Atypical Endings

When I first walked into Big Commercial Bookstore – not actually the name – and purchased this book, The First Fifteen Lives of Harry August, the cashier said, “Out of all the books I’ve read this year, this was my favorite. You’re going to love it.” And if anyone has ever had this happen to them before, you know exactly what’s going to happen. The book doesn’t meet those expectations.

I mean, of course it’s not going to meet them! You just raised the bar for the reader by bragging about how amazing this book is going to be, and of course, I’m going to raise the bar above my standards, thinking this book is going to be one out of a million, which of course it isn’t. Because even if books are amazing, they’re not perfect.
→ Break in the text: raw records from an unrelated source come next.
use schemars::JsonSchema;
use serde::{Deserialize, Serialize};
use serde_json::Value;

/// One page of `GET /search/{entity}`. Records stay untyped; each entity
/// has its own shape and display code picks fields by synonym.
#[derive(Debug, Clone, PartialEq, Default, Serialize, Deserialize, JsonSchema)]
pub struct SearchPage {
    #[serde(default)]
    pub results: Vec<Value>,
    #[serde(default)]
    pub total: u64,
}
//! Record summaries for table output and copy text.
//!
//! Records are untyped; each displayed field resolves through an ordered
//! list of candidate keys, first non-blank value wins.

use std::fmt::Write as _;

use serde_json::Value;
use st_core::SearchEntity;

/// One displayed field: label and candidate keys.
pub type Field = (&'static str, &'static [&'static str]);

const CONTRACT_FIELDS: &[Field] = &[
    ("Number", &["contract_number", "contract_no"]),
    ("Title", &["contract_title", "project_name"]),
    ("Customer", &["customer_name", "client_name", "customer"]),
    ("Amount", &["contract_amount", "amount"]),
    ("Signed", &["sign_date", "start_date"]),
];

const ASSET_FIELDS: &[Field] = &[
    ("Name", &["qualification_name", "name"]),
    ("Company", &["company_name", "company"]),
    ("Type", &["business_type"]),
    ("Level", &["qualification_level"]),
    ("Expires", &["expire_date"]),
];

const PERSONNEL_FIELDS: &[Field] = &[
    ("Name", &["name", "employee_name"]),
    ("Employee no", &["employee_no"]),
    ("Company", &["company", "company_name"]),
    ("Degree", &["degree"]),
    ("Status", &["status"]),
];

const COMPANY_FIELDS: &[Field] = &[
    ("Name", &["name", "company_name"]),
    ("Code", &["code", "company_number"]),
    ("Type", &["business_type", "company_type"]),
    ("Legal person", &["legal_person"]),
    ("State", &["operating_state", "status"]),
];

pub const fn fields(entity: SearchEntity) -> &'static [Field] {
    match entity {
        SearchEntity::Contracts => CONTRACT_FIELDS,
        SearchEntity::Qualifications | SearchEntity::IntellectualProperty => ASSET_FIELDS,
        SearchEntity::Personnel => PERSONNEL_FIELDS,
        SearchEntity::Companies => COMPANY_FIELDS,
    }
}

/// First candidate with a visible value, rendered as text.
pub fn pick(record: &Value, keys: &[&str]) -> Option<String> {
    keys.iter()
        .filter_map(|key| record.get(*key))
        .find_map(|value| match value {
            Value::String(text) if !text.trim().is_empty() => Some(text.trim().to_string()),
            Value::Number(number) => Some(number.to_string()),
            Value::Bool(flag) => Some(flag.to_string()),
            _ => None,
        })
}

/// Field values in display order, `-` where nothing resolved.
pub fn summarize(entity: SearchEntity, record: &Value) -> Vec<(&'static str, String)> {
    fields(entity)
        .iter()
        .map(|(label, keys)| (*label, pick(record, keys).unwrap_or_else(|| "-".into())))
        .collect()
}

/// `Label: value` lines for the clipboard.
pub fn copy_text(entity: SearchEntity, record: &Value) -> String {
    let mut out = String::new();
    for (label, value) in summarize(entity, record) {
        if !out.is_empty() {
            out.push('\n');
        }
        let _ = write!(out, "{label}: {value}");
    }
    out
}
So I read the book, and I can tell you, it’s not perfect. Every author has their quirks, their own ideas, and although I appreciate everything, it’s not my favorite. But thank you cashier for raising the bar even more.

But there was one thing I truly appreciated, besides the nicely written summaries, which everyone should learn from because they aren’t boring in any way even if they do take up a huge portion of the book, and that is the ending.

In my perspective, there’s two types of endings, which probably over generalizes things, but this is again a general rule within my opinion.

  1. Open-ended
  2. Close-ended

For open endings, the finale of the book reaches some general conclusion, but never really wraps things up. You never find out what happens to Joe’s mother. Bobby’s friend. Does Shannon get into the American all-girl’s school after fighting sexist stereotypes against Thai Tom’s? Who knows…

For closed endings, the book reaches a finale. It ties everything up and shows you how everything ends. A good example of this would be the epilogue in the Harry Potter series. JK Rowling showed us who marries who, how the story ended and how the good guys won. She firmly ended the series so that in no way could they be continued. (Probably a good thing considering how dedicated her fan base is. You as the writer probably don’t want to suffer the pressure of continuing a possible series.)

This book – and I know this may SPOIL details for you – but this book ends like this, abbreviated-style:

Vincent.

This is my will and testament. My confession, if you will. My victory, my apology. These are the last words I will write in this life, for already I can feel the end coming to this body, as the end always comes…And in another life, a life yet to come, a seven-year-old boy will walk down a lane beyond south London with a cardboard box in his hand. He will stop before a house whose gardens smell of rhododendrons and hear the whistle of a passing train…This seven-year-old child will approach these strangers and, with the innocence of youth, offer them something from his cardboard box. An apple, maybe, or an orange…I promise the poison will be quick.

And Vincent Rankis will never be born. (North 403-405)

This ending I thought was amazing. You are not shown anything, which is a complete reversal of what every writer is told. “Show, not tell.” And yet, here we are told exactly how the story will end. We are given a letter, in which Harry reveals to his enemy, Vincent, that he will kill him, that Vincent doesn’t have much time left, and it’s already too late. And yet, we never see him kill Vincent. We are told how. We are given all the details, but we’re never shown if it’s successful.

Good-grape-ilicious-gosh, I love this ending! Nothing and everything is wrapped up. Simultaneously, this ending is open because we are not shown the definitive end, and yet this ending is closed because we know what’s going to happen next.

Because this ending forces the reader to imagine the ending, since it’s not technically shown, it forces them to think. It gives them closure because we can assume Harry will succeed, and yet we will never truly be satisfied without proof of his success. It achieves this perfect balance that I think a lot of books struggle to achieve.

What I would recommend is leave your readers within this sense of balance. To me, I think this ideal. Give them a sense of closure, but don’t close the door all the way. Give readers the motivation to think, to imagine. As authors, our job is to make our readers question the world around them. It would be in our best interest to try!

North, Claire. The First Fifteen Lives of Harry August. New York, NY: Redhook Books, 2014. Print.